§ **MATERIAL FOR THE TASK**

+--

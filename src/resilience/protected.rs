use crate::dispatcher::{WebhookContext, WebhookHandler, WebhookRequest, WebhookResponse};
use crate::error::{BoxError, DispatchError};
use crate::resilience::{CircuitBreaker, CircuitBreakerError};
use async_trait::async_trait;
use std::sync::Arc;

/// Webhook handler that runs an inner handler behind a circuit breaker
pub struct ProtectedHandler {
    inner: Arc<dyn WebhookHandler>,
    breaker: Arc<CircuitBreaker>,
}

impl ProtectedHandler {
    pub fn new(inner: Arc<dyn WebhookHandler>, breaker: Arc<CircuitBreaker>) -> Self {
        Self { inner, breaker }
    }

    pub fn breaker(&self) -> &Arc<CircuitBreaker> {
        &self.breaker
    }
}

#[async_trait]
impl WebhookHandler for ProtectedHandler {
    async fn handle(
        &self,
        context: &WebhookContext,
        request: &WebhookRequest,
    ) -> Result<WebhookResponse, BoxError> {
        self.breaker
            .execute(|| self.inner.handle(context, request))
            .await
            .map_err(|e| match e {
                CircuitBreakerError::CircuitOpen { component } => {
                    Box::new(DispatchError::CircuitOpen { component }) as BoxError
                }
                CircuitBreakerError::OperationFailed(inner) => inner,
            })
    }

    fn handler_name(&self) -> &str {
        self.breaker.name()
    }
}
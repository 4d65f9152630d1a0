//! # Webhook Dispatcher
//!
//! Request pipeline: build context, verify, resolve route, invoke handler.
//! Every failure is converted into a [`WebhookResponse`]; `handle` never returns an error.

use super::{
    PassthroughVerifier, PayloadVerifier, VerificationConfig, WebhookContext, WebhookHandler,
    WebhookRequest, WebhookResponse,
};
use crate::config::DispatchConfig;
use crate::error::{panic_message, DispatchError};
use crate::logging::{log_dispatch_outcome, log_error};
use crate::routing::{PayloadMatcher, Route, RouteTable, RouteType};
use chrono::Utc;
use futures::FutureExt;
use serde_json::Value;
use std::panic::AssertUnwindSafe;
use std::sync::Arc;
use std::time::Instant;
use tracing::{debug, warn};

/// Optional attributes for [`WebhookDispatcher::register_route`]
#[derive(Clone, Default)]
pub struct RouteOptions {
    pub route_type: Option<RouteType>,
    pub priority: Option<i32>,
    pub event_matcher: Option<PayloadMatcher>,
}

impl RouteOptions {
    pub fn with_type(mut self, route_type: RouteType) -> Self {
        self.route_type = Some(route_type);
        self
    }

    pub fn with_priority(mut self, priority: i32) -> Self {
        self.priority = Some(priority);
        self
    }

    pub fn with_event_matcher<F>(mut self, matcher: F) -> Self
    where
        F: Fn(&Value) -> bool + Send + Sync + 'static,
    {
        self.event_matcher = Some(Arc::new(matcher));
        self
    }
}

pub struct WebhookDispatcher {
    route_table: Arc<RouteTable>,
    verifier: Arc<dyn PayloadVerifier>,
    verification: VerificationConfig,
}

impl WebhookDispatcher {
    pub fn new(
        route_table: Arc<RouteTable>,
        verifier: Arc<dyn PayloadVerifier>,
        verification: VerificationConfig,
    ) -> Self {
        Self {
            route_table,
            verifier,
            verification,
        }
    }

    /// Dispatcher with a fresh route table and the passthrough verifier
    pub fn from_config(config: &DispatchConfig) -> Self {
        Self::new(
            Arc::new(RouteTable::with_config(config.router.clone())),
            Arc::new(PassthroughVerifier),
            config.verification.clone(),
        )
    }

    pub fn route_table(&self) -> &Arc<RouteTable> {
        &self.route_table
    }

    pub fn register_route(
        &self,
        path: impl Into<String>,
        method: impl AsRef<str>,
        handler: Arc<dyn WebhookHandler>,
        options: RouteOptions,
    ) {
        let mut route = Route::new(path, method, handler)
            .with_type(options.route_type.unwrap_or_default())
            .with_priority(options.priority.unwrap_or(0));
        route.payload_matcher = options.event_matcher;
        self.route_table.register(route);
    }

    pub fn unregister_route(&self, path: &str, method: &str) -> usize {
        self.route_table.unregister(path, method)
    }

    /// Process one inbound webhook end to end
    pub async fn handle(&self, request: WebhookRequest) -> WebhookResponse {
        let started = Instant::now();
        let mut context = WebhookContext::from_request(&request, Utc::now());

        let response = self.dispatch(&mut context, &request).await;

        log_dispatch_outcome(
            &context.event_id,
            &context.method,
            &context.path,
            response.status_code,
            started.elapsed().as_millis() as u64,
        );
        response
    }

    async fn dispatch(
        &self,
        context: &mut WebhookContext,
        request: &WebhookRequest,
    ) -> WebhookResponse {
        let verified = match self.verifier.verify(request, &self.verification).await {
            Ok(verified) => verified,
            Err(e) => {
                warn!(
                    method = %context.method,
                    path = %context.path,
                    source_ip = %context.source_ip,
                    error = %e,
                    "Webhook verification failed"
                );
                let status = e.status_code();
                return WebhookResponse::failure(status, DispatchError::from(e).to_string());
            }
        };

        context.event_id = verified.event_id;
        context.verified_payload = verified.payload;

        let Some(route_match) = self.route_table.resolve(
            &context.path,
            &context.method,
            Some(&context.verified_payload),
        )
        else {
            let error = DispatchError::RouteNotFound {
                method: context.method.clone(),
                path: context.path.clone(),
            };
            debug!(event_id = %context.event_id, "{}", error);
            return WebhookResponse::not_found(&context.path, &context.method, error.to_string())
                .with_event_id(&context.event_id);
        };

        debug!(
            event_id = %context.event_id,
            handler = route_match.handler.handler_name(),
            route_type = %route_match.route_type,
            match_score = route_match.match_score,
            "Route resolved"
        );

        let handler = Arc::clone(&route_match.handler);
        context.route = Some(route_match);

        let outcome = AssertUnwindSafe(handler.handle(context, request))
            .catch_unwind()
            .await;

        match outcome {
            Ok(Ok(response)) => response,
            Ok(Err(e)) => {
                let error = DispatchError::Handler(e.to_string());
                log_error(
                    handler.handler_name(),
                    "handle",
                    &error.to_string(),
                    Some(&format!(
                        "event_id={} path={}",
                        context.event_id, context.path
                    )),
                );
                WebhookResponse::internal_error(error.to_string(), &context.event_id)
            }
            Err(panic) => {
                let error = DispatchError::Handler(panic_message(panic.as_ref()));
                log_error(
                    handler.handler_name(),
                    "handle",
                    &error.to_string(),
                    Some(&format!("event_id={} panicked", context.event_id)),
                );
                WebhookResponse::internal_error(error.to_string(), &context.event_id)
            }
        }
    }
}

+--

Could you reproduce all of the entries exactly as they appear?

filename src/resilience/protected.rs
use crate::dispatcher::{WebhookContext, WebhookHandler, WebhookRequest, WebhookResponse};
use crate::error::{BoxError, DispatchError};
use crate::resilience::{CircuitBreaker, CircuitBreakerError};
use async_trait::async_trait;
use std::sync::Arc;

/// Webhook handler that runs an inner handler behind a circuit breaker
pub struct ProtectedHandler {
    inner: Arc<dyn WebhookHandler>,
    breaker: Arc<CircuitBreaker>,
}

impl ProtectedHandler {
    pub fn new(inner: Arc<dyn WebhookHandler>, breaker: Arc<CircuitBreaker>) -> Self {
        Self { inner, breaker }
    }

    pub fn breaker(&self) -> &Arc<CircuitBreaker> {
        &self.breaker
    }
}

#[async_trait]
impl WebhookHandler for ProtectedHandler {
    async fn handle(
        &self,
        context: &WebhookContext,
        request: &WebhookRequest,
    ) -> Result<WebhookResponse, BoxError> {
        self.breaker
            .execute(|| self.inner.handle(context, request))
            .await
            .map_err(|e| match e {
                CircuitBreakerError::CircuitOpen { component } => {
                    Box::new(DispatchError::CircuitOpen { component }) as BoxError
                }
                CircuitBreakerError::OperationFailed(inner) => inner,
            })
    }

    fn handler_name(&self) -> &str {
        self.breaker.name()
    }
}
repository 4d65f9152630d1a0
//! # Webhook Dispatcher
//!
//! Request pipeline: build context, verify, resolve route, invoke handler.
//! Every failure is converted into a [`WebhookResponse`]; `handle` never returns an error.

use super::{
    PassthroughVerifier, PayloadVerifier, VerificationConfig, WebhookContext, WebhookHandler,
    WebhookRequest, WebhookResponse,
};
use crate::config::DispatchConfig;
use crate::error::{panic_message, DispatchError};
use crate::logging::{log_dispatch_outcome, log_error};
use crate::routing::{PayloadMatcher, Route, RouteTable, RouteType};
use chrono::Utc;
use futures::FutureExt;
use serde_json::Value;
use std::panic::AssertUnwindSafe;
use std::sync::Arc;
use std::time::Instant;
use tracing::{debug, warn};

/// Optional attributes for [`WebhookDispatcher::register_route`]
#[derive(Clone, Default)]
pub struct RouteOptions {
    pub route_type: Option<RouteType>,
    pub priority: Option<i32>,
    pub event_matcher: Option<PayloadMatcher>,
}

impl RouteOptions {
    pub fn with_type(mut self, route_type: RouteType) -> Self {
        self.route_type = Some(route_type);
        self
    }

    pub fn with_priority(mut self, priority: i32) -> Self {
        self.priority = Some(priority);
        self
    }

    pub fn with_event_matcher<F>(mut self, matcher: F) -> Self
    where
        F: Fn(&Value) -> bool + Send + Sync + 'static,
    {
        self.event_matcher = Some(Arc::new(matcher));
        self
    }
}

pub struct WebhookDispatcher {
    route_table: Arc<RouteTable>,
    verifier: Arc<dyn PayloadVerifier>,
    verification: VerificationConfig,
}

impl WebhookDispatcher {
    pub fn new(
        route_table: Arc<RouteTable>,
        verifier: Arc<dyn PayloadVerifier>,
        verification: VerificationConfig,
    ) -> Self {
        Self {
            route_table,
            verifier,
            verification,
        }
    }

    /// Dispatcher with a fresh route table and the passthrough verifier
    pub fn from_config(config: &DispatchConfig) -> Self {
        Self::new(
            Arc::new(RouteTable::with_config(config.router.clone())),
            Arc::new(PassthroughVerifier),
            config.verification.clone(),
        )
    }

    pub fn route_table(&self) -> &Arc<RouteTable> {
        &self.route_table
    }

    pub fn register_route(
        &self,
        path: impl Into<String>,
        method: impl AsRef<str>,
        handler: Arc<dyn WebhookHandler>,
        options: RouteOptions,
    ) {
        let mut route = Route::new(path, method, handler)
            .with_type(options.route_type.unwrap_or_default())
            .with_priority(options.priority.unwrap_or(0));
        route.payload_matcher = options.event_matcher;
        self.route_table.register(route);
    }

    pub fn unregister_route(&self, path: &str, method: &str) -> usize {
        self.route_table.unregister(path, method)
    }

    /// Process one inbound webhook end to end
    pub async fn handle(&self, request: WebhookRequest) -> WebhookResponse {
        let started = Instant::now();
        let mut context = WebhookContext::from_request(&request, Utc::now());

        let response = self.dispatch(&mut context, &request).await;

        log_dispatch_outcome(
            &context.event_id,
            &context.method,
            &context.path,
            response.status_code,
            started.elapsed().as_millis() as u64,
        );
        response
    }

    async fn dispatch(
        &self,
        context: &mut WebhookContext,
        request: &WebhookRequest,
    ) -> WebhookResponse {
        let verified = match self.verifier.verify(request, &self.verification).await {
            Ok(verified) => verified,
            Err(e) => {
                warn!(
                    method = %context.method,
                    path = %context.path,
                    source_ip = %context.source_ip,
                    error = %e,
                    "Webhook verification failed"
                );
                let status = e.status_code();
                return WebhookResponse::failure(status, DispatchError::from(e).to_string());
            }
        };

        context.event_id = verified.event_id;
        context.verified_payload = verified.payload;

        let Some(route_match) = self.route_table.resolve(
            &context.path,
            &context.method,
            Some(&context.verified_payload),
        )
        else {
            let error = DispatchError::RouteNotFound {
                method: context.method.clone(),
                path: context.path.clone(),
            };
            debug!(event_id = %context.event_id, "{}", error);
            return WebhookResponse::not_found(&context.path, &context.method, error.to_string())
                .with_event_id(&context.event_id);
        };

        debug!(
            event_id = %context.event_id,
            handler = route_match.handler.handler_name(),
            route_type = %route_match.route_type,
            match_score = route_match.match_score,
            "Route resolved"
        );

        let handler = Arc::clone(&route_match.handler);
        context.route = Some(route_match);

        let outcome = AssertUnwindSafe(handler.handle(context, request))
            .catch_unwind()
            .await;

        match outcome {
            Ok(Ok(response)) => response,
            Ok(Err(e)) => {
                let error = DispatchError::Handler(e.to_string());
                log_error(
                    handler.handler_name(),
                    "handle",
                    &error.to_string(),
                    Some(&format!(
                        "event_id={} path={}",
                        context.event_id, context.path
                    )),
                );
                WebhookResponse::internal_error(error.to_string(), &context.event_id)
            }
            Err(panic) => {
                let error = DispatchError::Handler(panic_message(panic.as_ref()));
                log_error(
                    handler.handler_name(),
                    "handle",
                    &error.to_string(),
                    Some(&format!("event_id={} panicked", context.event_id)),
                );
                WebhookResponse::internal_error(error.to_string(), &context.event_id)
            }
        }
    }
}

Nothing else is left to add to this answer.